I'm trying to model a gas of atoms that float in a square box, they obey an NVE integration and only feel a shifted Lennard-Jones potential, no other interaction is introduced. What I'm trying to do is to fill a file with energy values (alongside times) in order to plot them and see if energy is conserved. To do so, I use the fix print function, where previously I defined a variable Etot which should contain the energy I need, the full fix print line I'm using is:

fix print_energy all print 1000 "$t ${Etot}" file data_13_5_a.txt screen no

Which should create the file data_13_5_a.txt with times alongside energies. The problem is that I receive an error:

ERROR on proc 0: Substitution for illegal variable Etot (../input.cpp:617

I think the simulation itself is working because the dump file (see code below) .lammpstrj gives a result in Ovito. In the end I also tried with another fix print (see below) but it gives me a similar error (Substitution for illegal variable K). I don't know what I'm doing wrong, for reference and errors, here is the full code I wrote:

####################################################################################################
#                                      Lennard-Jones fluid                                         #
####################################################################################################


#--------------------------------------Dordoni Luca 0880068----------------------------------------#
#----------------------------------------------13.5a-----------------------------------------------#


#-------------------------------------------Parameters---------------------------------------------#

# Number of integration timesteps
variable steps equal 1e5

# Integration timestep 
variable dt equal 5e-3

# Truncation radius and LJ parameters
variable epsilon equal 1
variable sigma equal 1
variable Rc equal 2.5

# Length of cubic simulation box
variable L equal 10.

# Number of particles
variable rho equal 0.3
variable V equal $L*$L*$L
variable N equal ${rho}*$V

# Temperature
variable T equal 2.

# Particles' mass
variable m equal 1.

# Seed for the RNG
variable seed equal 123


#-----------------------------------------Define Styles--------------------------------------------#


# Atom style used 
atom_style atomic


#---------------------------------------Create cubic box-------------------------------------------#


# Define cubic region 
region sim_box block -$(0.5 * v_L) $(0.5 * v_L) -$(0.5 * v_L) $(0.5 * v_L) -$(0.5 * v_L) $(0.5 * v_L)

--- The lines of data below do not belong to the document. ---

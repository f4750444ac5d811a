//! Framework error type.
//!
//! Sub-crates define their own error enums (`SimError`, `OutputError`) and
//! wrap `CaError` where configuration problems surface through them.

use thiserror::Error;

/// The top-level error type for `ca-core` and a common base for sub-crates.
#[derive(Debug, Error)]
pub enum CaError {
    #[error("configuration error: {0}")]
    Config(String),

    #[error("parse error: {0}")]
    Parse(String),
}

/// Shorthand result type for all `ca-*` crates.
pub type CaResult<T> = Result<T, CaError>;
//! Dense cell identifiers.
//!
//! A `CellId` is the row-major index of a cell in the grid
//! (`row * size + col`).  Work queues store `CellId`s rather than cell
//! records, so the grid stays the single owner of every agent's state.

use std::fmt;

/// Generate a typed ID wrapper around a primitive integer.
macro_rules! typed_id {
    ($(#[$attr:meta])* $vis:vis struct $name:ident($inner:ty);) => {
        $(#[$attr])*
        #[derive(Copy, Clone, PartialEq, Eq, Hash, PartialOrd, Ord, Debug)]
        #[cfg_attr(feature = "serde", derive(serde::Serialize, serde::Deserialize))]
        $vis struct $name(pub $inner);

        impl $name {
            /// Cast to `usize` for direct use as a `Vec` index.
            #[inline(always)]
            pub fn index(self) -> usize {
                self.0 as usize
            }
        }

        impl fmt::Display for $name {
            fn fmt(&self, f: &mut fmt::Formatter<'_>) -> fmt::Result {
                write!(f, "{}({})", stringify!($name), self.0)
            }
        }

        impl From<$name> for usize {
            #[inline(always)]
            fn from(id: $name) -> usize {
                id.0 as usize
            }
        }

        impl TryFrom<usize> for $name {
            type Error = std::num::TryFromIntError;
            fn try_from(n: usize) -> Result<$name, Self::Error> {
                <$inner>::try_from(n).map($name)
            }
        }
    };
}

typed_id! {
    /// Row-major index of a cell.  A 65,535 × 65,535 grid still fits in `u32`.
    pub struct CellId(u32);
}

# Create simulation box based on region
create_box 1 sim_box 


#-----------------------------------------Create Atoms---------------------------------------------#


# Place particles in box randomly
create_atoms 1 random $N ${seed} NULL


#---------------------------------------------Masses-----------------------------------------------#


mass 1 $m


#----------------------------------------Pair Coefficients-----------------------------------------#


# Truncated LJ interactions for repulsion among particles
pair_style lj/cut ${Rc}

# Shift the LJ potential to 0.0 at the cutoff (thus no discontinuities). The coefficients should
# be the ones of the LJ interaction formula: epsilon and sigma, also another for the shift.
pair_modify shift yes

# Coefficients of the pair interactions 
pair_coeff 1 1 ${epsilon} ${sigma} ${Rc}

# neighbor $(2.*v_Rc) bin        # not needed but may be useful


#-------------------------------------------Minimize-----------------------------------------------#


# minimize to improve the random distance at which atoms are placed and avoid errors.
minimize 1e-4 1e-7 10000 10000

reset_timestep 0


#---------------------------------------------Fixes------------------------------------------------#


# Initialize velocities to MB distribution and zero total momentum
velocity all create $T ${seed} mom yes

# Microcanonical ensemble (total energy constant)
fix 1 all nve


#------------------------------------------Measurements--------------------------------------------#


# Include this if for visualisation with vmd.
dump movie all atom 10 ./movie_13_5_a.lammpstrj

# Current timestep
variable t equal step*${dt}


#--------------------------------------------Energies----------------------------------------------#


# group particles type 1      # test

# calculate total kinetic energy of the system, store it in the compute variable c_Kenergy
compute Kenergy all ke

# calculate total potential energy of the system, store it in the compute variable c_Venergy
compute Venergy all pe

# Store the energies (kinetic, potential and total) in three variables which can be accessed 
# by the print command. Don't set Etot equal $K+$V, because LAMMPS will complain...
variable K equal c_Kenergy
variable V equal c_Venergy
variable Etot equal c_Kenergy+c_Venergy

# thermo_style custom time etotal
# thermo 200
 

#-----------------------------------------------Run------------------------------------------------#


# set timestep for integration
timestep ${dt}

# Write to a file
fix print_energy all print 1000 "$t ${Etot}" file "./data_13_5_a.txt" screen no
# fix energy_print all print 10 "$t $K $V $E" file energy.dat screen no title "#Timestep Kinetic Potential Total"

run ${steps}

Furthermore, I'm using Mac, and to run the simulation I wrote in the terminal lmp_serial -in input_13_5_a where input_13_5_a is the file containing my script.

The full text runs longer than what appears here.